### DATA

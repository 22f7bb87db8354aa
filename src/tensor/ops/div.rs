use crate::tensor::Tensor;
use std::ops::Div;

//↓↓↓↓↓↓↓↓↓↓↓↓↓↓↓↓↓↓↓↓↓↓↓↓↓（不）带引用的张量 / f32↓↓↓↓↓↓↓↓↓↓↓↓↓↓↓↓↓↓↓↓↓↓↓↓↓
impl Div<f32> for Tensor {
    type Output = Tensor;

    fn div(self, scalar: f32) -> Tensor {
        if scalar == 0. {
            panic!("除数为零");
        }
        Tensor {
            data: self.data / scalar,
        }
    }
}
impl<'a> Div<f32> for &'a Tensor {
    type Output = Tensor;

    fn div(self, scalar: f32) -> Tensor {
        if scalar == 0. {
            panic!("除数为零");
        }
        Tensor {
            data: &self.data / scalar,
        }
    }
}
//↑↑↑↑↑↑↑↑↑↑↑↑↑↑↑↑↑↑↑↑↑↑↑↑↑（不）带引用的张量 / f32↑↑↑↑↑↑↑↑↑↑↑↑↑↑↑↑↑↑↑↑↑↑↑↑↑
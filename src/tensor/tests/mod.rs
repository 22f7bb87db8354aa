mod image;
mod new;
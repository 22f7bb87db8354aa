/*
 * @Author       : 老董
 * @Description  : 本类仅包含一些属性方法，不包含任何运算方法，所以不会需要用到mut
 */

use super::Tensor;
use ndarray::ArrayViewD;

impl Tensor {
    pub fn view(&self) -> ArrayViewD<'_, f32> {
        self.data.view()
    }

    /// 若为向量，`shape`可以是[n]、[1,n]、[n,1]；
    /// 若为图像，`shape`为[h,w,c]；若为图像批量，`shape`为[n,h,w,c]。
    pub fn shape(&self) -> &[usize] {
        self.data.shape()
    }

    /// 张量的维（dim）数、阶（rank）数
    /// 即`shape()`的元素个数--如：形状为`[]`的标量阶数为0，向量阶数为1，矩阵阶数为2，以此类推
    pub fn dimension(&self) -> usize {
        self.data.ndim()
    }

    /// 计算张量中所有元素的数量
    pub fn size(&self) -> usize {
        self.data.len()
    }

    /// 判断两个张量的形状是否严格一致。如：形状为 [1, 4]，[1, 4]和[4]是不一致的，会返回false
    pub fn is_same_shape(&self, other: &Self) -> bool {
        self.shape() == other.shape()
    }

    /// 按内存（行优先）顺序返回全部元素
    pub fn data_as_slice(&self) -> &[f32] {
        self.data.as_slice_memory_order().unwrap_or(&[])
    }

    /// 所有元素中的最小值；空张量返回`f32::INFINITY`
    pub fn min_value(&self) -> f32 {
        self.data.iter().copied().fold(f32::INFINITY, f32::min)
    }

    /// 所有元素中的最大值；空张量返回`f32::NEG_INFINITY`
    pub fn max_value(&self) -> f32 {
        self.data.iter().copied().fold(f32::NEG_INFINITY, f32::max)
    }
}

######

TRY IT: The data above must be returned in full, exactly as written.

EXERCISE RESULT:
repository 22f7bb87db8354aa
filename src/tensor/ops/div.rs
use crate::tensor::Tensor;
use std::ops::Div;

//↓↓↓↓↓↓↓↓↓↓↓↓↓↓↓↓↓↓↓↓↓↓↓↓↓（不）带引用的张量 / f32↓↓↓↓↓↓↓↓↓↓↓↓↓↓↓↓↓↓↓↓↓↓↓↓↓
impl Div<f32> for Tensor {
    type Output = Tensor;

    fn div(self, scalar: f32) -> Tensor {
        if scalar == 0. {
            panic!("除数为零");
        }
        Tensor {
            data: self.data / scalar,
        }
    }
}
impl<'a> Div<f32> for &'a Tensor {
    type Output = Tensor;

    fn div(self, scalar: f32) -> Tensor {
        if scalar == 0. {
            panic!("除数为零");
        }
        Tensor {
            data: &self.data / scalar,
        }
    }
}
//↑↑↑↑↑↑↑↑↑↑↑↑↑↑↑↑↑↑↑↑↑↑↑↑↑（不）带引用的张量 / f32↑↑↑↑↑↑↑↑↑↑↑↑↑↑↑↑↑↑↑↑↑↑↑↑↑
filename src/tensor/tests/mod.rs
repository 22f7bb87db8354aa
mod image;
mod new;
repository 22f7bb87db8354aa
/*
 * @Author       : 老董
 * @Description  : 本类仅包含一些属性方法，不包含任何运算方法，所以不会需要用到mut
 */

use super::Tensor;
use ndarray::ArrayViewD;

impl Tensor {
    pub fn view(&self) -> ArrayViewD<'_, f32> {
        self.data.view()
    }

    /// 若为向量，`shape`可以是[n]、[1,n]、[n,1]；
    /// 若为图像，`shape`为[h,w,c]；若为图像批量，`shape`为[n,h,w,c]。
    pub fn shape(&self) -> &[usize] {
        self.data.shape()
    }

    /// 张量的维（dim）数、阶（rank）数
    /// 即`shape()`的元素个数--如：形状为`[]`的标量阶数为0，向量阶数为1，矩阵阶数为2，以此类推
    pub fn dimension(&self) -> usize {
        self.data.ndim()
    }

    /// 计算张量中所有元素的数量
    pub fn size(&self) -> usize {
        self.data.len()
    }

    /// 判断两个张量的形状是否严格一致。如：形状为 [1, 4]，[1, 4]和[4]是不一致的，会返回false
    pub fn is_same_shape(&self, other: &Self) -> bool {
        self.shape() == other.shape()
    }

    /// 按内存（行优先）顺序返回全部元素
    pub fn data_as_slice(&self) -> &[f32] {
        self.data.as_slice_memory_order().unwrap_or(&[])
    }

    /// 所有元素中的最小值；空张量返回`f32::INFINITY`
    pub fn min_value(&self) -> f32 {
        self.data.iter().copied().fold(f32::INFINITY, f32::min)
    }

    /// 所有元素中的最大值；空张量返回`f32::NEG_INFINITY`
    pub fn max_value(&self) -> f32 {
        self.data.iter().copied().fold(f32::NEG_INFINITY, f32::max)
    }
}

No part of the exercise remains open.